Partindo pela análise da ausência do debate, percebe-se que a não-construção do perfil policial está diretamente relacionada à manutenção das relações tradicionais das instituições. Neste sentido, as tradições rivalizam com a possibilidade da racionalidade de objetivo, de recursos e das avaliações de ações policiais; também está relacionado com a improvisação que submetem os policiais ao fundamentarem suas experiências dos mais antigos e com as experiências de rua.
E, por último, essas relações tradicionais discriminam segmentos da sociedade, tanto dentro quanto fora dos quartéis, ao restringirem direitos de acesso e permanência, ao reificarem estereótipos misóginos ao atribuírem atividades com menor capital simbólico a determinados papeis sociais, pois, ao elaborar o perfil policial, construirá as atribuições do cargo e a fundamentação científica para a seleção de candidatos e candidatas.
A Constituição foi uma conquista da sociedade, é a normatização de algumas conquistas que ainda não foram consolidadas. As instituições de segurança são um instrumento importante na mediação dos direitos constitucionais nas relações face a face, na prática cotidiana.

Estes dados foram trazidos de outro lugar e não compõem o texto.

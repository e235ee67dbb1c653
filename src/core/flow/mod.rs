//! The flow stages. Each stage builds the tool invocations for one step,
//! runs them in the configured working directory, and returns the path of
//! the artifact the next stage consumes.
pub mod bitstream;
pub mod constraints;
pub mod fasm;
pub mod synth;
pub mod vpr;

use std::path::{Path, PathBuf};

use crate::core::diagnostics::ErrorReporter;
use crate::core::params::FlowConfig;
use crate::io::files::FileManager;
use crate::io::process::{Invocation, ToolRunner};
use crate::types::Stage;

pub use synth::SynthOutputs;

pub struct Flow<R: ToolRunner> {
    config: FlowConfig,
    files: FileManager,
    runner: R,
    /// Diagnostics classified during the last synthesis
    diagnostics: ErrorReporter,
}

impl<R: ToolRunner> Flow<R> {
    pub fn new(config: FlowConfig, runner: R) -> Self {
        let files = FileManager::new(config.base_dir.clone(), config.archive.clone());
        Self {
            config,
            files,
            runner,
            diagnostics: ErrorReporter::new(),
        }
    }

    /// Replace the file manager derived from the configuration, e.g. to
    /// search a different tool path.
    pub fn with_file_manager(mut self, files: FileManager) -> Self {
        self.files = files;
        self
    }

    pub fn config(&self) -> &FlowConfig {
        &self.config
    }

    pub fn diagnostics(&self) -> &ErrorReporter {
        &self.diagnostics
    }

    pub fn runner(&self) -> &R {
        &self.runner
    }

    /// Invocation that runs inside the working directory.
    fn tool<S: AsRef<std::ffi::OsStr>>(&self, program: S) -> Invocation {
        Invocation::new(program).current_dir(&self.config.work_dir)
    }

    fn work_path<P: AsRef<Path>>(&self, path: P) -> PathBuf {
        self.config.in_work_dir(path)
    }

    /// `<project>_<stage>.log`
    fn stage_log(&self, stage: Stage) -> PathBuf {
        self.config
            .project_file(&format!("{}.log", stage.command_name()))
    }

    /// `<project>_noisy_warnings_<stage>.log`
    fn noisy_warnings_log(&self, stage: Stage) -> PathBuf {
        self.config
            .project_file(&format!("noisy_warnings_{}.log", stage.command_name()))
    }
}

Todavia, ainda necessita que as mudanças aconteçam dentro dos quarteis, das delegacias, nos tribunais e nos muros “ressocializantes” para garantir os direitos daqueles que garantem direitos, do acesso à permanência na instituição.
A conquista das mulheres em 2023 pela igualdade de acesso ao cargo de Policial Militar sem distinção de gênero simboliza perfeitamente a Constituição Democrática Brasileira de 1988: é resultante histórica de conflitos sócio-políticos e culturais e dos conflitos sociais para mudar as instituições, mas falta muito do que foi idealizado e há necessidade de institucionalização de outras relações para manter o que foi idealizado.
GILVAN GOMES DA SILVA - Formado em Antropologia e Sociologia, com mestrado e doutorado em Sociologia pela Universidade de Brasília. Membro do Fórum Brasileiro de Segurança Pública.